(Saved data entries)
▶
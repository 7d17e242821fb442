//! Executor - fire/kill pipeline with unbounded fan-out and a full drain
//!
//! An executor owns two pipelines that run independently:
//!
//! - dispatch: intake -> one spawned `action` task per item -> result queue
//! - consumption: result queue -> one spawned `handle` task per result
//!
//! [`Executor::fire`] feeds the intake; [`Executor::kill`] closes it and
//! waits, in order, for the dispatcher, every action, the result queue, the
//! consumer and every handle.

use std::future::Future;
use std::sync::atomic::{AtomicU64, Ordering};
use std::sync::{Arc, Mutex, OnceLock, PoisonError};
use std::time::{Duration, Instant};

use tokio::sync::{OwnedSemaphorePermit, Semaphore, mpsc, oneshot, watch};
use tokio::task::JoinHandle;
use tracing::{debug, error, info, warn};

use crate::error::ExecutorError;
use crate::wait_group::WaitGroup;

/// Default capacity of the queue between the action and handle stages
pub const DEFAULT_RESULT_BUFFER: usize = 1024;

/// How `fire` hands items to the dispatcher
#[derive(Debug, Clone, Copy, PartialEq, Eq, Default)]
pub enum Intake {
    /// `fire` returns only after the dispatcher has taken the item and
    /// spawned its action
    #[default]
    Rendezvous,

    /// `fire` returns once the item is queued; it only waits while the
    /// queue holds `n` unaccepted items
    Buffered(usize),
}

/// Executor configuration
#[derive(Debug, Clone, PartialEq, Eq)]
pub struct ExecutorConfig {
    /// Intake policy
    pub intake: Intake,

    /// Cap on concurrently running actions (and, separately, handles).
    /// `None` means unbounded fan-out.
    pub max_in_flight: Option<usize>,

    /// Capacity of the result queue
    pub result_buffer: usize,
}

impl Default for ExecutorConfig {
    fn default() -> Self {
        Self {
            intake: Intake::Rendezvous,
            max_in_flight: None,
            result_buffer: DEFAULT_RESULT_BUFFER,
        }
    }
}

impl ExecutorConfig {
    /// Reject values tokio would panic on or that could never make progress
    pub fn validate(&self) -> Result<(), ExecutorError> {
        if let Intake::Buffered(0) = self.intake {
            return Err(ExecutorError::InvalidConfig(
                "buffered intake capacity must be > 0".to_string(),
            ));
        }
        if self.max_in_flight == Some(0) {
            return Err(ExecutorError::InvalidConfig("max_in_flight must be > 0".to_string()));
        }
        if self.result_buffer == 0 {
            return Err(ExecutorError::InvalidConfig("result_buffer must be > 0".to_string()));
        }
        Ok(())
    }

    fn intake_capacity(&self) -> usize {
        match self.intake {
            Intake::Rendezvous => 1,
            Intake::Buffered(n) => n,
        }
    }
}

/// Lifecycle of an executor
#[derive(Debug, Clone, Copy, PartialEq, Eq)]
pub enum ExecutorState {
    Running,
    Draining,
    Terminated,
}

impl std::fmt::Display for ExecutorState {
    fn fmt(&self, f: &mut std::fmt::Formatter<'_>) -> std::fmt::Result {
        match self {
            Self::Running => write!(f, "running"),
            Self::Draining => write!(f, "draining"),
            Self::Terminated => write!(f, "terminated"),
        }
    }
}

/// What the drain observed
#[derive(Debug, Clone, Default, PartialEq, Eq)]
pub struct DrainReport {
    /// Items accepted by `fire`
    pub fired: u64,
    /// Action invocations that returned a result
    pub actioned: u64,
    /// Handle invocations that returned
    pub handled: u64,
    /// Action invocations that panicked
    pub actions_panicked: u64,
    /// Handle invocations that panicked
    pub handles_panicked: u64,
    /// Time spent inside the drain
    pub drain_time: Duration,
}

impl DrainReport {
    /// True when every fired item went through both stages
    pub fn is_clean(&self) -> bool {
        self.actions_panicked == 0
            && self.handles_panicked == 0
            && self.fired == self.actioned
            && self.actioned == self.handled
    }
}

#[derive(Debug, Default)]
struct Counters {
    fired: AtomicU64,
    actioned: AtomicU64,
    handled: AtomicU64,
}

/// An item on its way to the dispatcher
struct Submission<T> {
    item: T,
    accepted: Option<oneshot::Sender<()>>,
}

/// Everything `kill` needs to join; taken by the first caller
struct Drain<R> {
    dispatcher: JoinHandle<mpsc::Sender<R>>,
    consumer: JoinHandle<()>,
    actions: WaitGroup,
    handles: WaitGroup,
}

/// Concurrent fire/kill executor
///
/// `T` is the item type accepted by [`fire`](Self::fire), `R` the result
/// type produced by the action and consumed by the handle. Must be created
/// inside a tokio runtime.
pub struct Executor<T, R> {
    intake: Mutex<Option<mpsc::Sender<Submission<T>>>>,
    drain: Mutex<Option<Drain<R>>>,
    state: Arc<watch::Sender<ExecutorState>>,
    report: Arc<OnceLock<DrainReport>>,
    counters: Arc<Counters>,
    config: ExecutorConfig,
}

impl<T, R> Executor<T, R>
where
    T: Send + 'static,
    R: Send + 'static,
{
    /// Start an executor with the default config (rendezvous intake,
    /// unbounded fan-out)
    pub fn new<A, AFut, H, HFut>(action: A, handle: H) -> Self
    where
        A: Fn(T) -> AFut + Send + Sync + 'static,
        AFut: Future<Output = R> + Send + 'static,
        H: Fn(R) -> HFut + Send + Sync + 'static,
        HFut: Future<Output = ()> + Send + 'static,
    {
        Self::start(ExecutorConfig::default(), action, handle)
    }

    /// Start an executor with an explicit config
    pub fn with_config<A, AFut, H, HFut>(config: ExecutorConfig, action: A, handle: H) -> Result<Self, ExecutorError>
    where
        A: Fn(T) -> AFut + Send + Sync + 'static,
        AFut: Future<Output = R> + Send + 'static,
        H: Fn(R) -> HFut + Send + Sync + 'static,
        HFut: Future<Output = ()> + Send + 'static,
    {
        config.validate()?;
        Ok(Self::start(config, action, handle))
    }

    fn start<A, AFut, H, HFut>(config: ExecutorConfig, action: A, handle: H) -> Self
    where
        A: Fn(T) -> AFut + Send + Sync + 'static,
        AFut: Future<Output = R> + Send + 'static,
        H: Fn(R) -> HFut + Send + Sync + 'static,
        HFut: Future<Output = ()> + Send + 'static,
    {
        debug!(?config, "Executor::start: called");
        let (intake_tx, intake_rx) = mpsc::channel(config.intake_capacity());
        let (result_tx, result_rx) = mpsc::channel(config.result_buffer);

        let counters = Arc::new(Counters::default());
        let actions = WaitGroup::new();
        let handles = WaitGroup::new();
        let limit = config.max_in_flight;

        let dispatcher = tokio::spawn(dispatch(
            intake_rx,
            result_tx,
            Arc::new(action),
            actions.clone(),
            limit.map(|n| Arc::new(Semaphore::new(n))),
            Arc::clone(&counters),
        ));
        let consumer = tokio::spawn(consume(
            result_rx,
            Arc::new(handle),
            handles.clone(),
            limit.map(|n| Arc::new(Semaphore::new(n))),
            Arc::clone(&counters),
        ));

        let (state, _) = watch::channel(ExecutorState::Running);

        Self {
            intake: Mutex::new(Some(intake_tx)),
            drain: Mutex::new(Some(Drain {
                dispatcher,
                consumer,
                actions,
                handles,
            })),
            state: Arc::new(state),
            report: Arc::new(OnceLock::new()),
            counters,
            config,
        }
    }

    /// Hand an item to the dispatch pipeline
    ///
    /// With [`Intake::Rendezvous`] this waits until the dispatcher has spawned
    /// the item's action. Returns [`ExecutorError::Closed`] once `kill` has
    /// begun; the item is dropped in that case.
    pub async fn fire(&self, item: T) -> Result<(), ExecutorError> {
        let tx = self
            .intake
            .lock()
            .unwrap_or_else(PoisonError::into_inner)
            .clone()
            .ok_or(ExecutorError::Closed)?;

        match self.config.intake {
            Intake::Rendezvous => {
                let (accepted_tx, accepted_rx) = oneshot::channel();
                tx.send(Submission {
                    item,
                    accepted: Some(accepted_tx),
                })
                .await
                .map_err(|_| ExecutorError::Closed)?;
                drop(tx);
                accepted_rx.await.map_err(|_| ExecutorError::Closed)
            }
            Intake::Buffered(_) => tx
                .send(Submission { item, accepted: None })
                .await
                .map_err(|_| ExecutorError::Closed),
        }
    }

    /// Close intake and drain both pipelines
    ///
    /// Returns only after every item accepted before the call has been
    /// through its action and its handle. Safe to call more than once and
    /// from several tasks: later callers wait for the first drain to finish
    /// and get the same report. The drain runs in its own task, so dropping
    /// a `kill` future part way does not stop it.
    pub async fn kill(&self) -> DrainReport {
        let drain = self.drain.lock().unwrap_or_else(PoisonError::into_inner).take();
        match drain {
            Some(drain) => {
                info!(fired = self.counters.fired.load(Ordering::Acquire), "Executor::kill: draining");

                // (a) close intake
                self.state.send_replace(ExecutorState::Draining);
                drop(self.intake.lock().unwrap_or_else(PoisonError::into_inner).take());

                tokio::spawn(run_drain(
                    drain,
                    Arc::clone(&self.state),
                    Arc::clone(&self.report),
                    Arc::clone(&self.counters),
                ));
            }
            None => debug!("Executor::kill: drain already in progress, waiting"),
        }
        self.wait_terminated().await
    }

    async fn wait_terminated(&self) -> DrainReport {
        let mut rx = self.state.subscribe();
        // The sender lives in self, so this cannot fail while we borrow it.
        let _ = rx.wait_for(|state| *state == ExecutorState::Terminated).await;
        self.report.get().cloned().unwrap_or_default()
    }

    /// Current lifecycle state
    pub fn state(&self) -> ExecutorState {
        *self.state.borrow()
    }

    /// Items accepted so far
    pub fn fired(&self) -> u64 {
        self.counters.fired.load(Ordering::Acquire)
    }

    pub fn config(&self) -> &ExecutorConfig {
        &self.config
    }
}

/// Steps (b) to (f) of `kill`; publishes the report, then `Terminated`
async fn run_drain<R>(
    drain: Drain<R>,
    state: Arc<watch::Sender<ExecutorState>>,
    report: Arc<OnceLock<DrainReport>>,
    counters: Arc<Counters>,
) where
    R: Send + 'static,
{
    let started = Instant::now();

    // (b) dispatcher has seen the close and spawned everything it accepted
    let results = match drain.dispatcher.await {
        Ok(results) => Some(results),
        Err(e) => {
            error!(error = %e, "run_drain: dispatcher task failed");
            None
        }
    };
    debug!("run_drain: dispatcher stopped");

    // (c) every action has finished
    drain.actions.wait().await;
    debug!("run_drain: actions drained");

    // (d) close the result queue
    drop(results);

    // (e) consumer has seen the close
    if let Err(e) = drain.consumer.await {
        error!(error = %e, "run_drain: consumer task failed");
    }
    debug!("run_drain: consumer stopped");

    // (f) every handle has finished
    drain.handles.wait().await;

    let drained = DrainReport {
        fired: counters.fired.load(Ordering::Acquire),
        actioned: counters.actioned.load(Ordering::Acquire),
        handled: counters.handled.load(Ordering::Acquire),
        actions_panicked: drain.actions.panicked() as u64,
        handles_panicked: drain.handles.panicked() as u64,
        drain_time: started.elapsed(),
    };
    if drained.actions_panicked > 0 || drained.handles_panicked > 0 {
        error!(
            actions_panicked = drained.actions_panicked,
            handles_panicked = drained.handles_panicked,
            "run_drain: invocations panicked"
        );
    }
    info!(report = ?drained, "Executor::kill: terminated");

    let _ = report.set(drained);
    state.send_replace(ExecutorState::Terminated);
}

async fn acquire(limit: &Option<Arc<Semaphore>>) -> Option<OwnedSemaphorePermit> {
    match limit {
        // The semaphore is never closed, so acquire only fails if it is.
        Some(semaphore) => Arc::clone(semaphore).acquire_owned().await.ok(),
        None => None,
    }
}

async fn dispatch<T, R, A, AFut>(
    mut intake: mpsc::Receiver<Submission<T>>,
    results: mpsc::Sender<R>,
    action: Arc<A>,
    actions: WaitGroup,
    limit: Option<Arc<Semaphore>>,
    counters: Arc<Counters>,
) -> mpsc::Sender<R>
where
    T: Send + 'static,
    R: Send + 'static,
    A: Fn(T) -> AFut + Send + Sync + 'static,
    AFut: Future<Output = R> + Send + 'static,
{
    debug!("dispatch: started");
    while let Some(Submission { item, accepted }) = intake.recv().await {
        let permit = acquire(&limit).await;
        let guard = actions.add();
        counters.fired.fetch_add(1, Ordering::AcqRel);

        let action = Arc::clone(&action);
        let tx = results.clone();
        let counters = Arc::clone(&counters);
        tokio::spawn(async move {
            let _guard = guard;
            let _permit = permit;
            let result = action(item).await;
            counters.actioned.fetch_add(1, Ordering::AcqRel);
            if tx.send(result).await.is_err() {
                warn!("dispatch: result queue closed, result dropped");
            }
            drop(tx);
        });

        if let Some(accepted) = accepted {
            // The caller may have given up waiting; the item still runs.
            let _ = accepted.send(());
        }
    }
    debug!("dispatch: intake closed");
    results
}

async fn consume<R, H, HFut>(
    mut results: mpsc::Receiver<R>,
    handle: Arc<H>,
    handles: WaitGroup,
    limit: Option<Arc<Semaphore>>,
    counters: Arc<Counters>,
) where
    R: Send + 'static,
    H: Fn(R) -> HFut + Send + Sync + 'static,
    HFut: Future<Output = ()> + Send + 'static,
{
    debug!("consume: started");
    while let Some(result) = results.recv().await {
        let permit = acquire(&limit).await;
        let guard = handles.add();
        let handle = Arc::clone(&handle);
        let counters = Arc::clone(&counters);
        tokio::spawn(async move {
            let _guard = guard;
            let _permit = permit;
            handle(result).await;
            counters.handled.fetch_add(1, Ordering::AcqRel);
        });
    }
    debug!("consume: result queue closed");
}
◀
*What needs to be done:* Return, word for word, every line from the top of the entries down to the line that holds "use std::future::Future;", both included.

*Result of this exercise:*
repository 7d17e242821fb442
//! Executor - fire/kill pipeline with unbounded fan-out and a full drain
//!
//! An executor owns two pipelines that run independently:
//!
//! - dispatch: intake -> one spawned `action` task per item -> result queue
//! - consumption: result queue -> one spawned `handle` task per result
//!
//! [`Executor::fire`] feeds the intake; [`Executor::kill`] closes it and
//! waits, in order, for the dispatcher, every action, the result queue, the
//! consumer and every handle.

use std::future::Future;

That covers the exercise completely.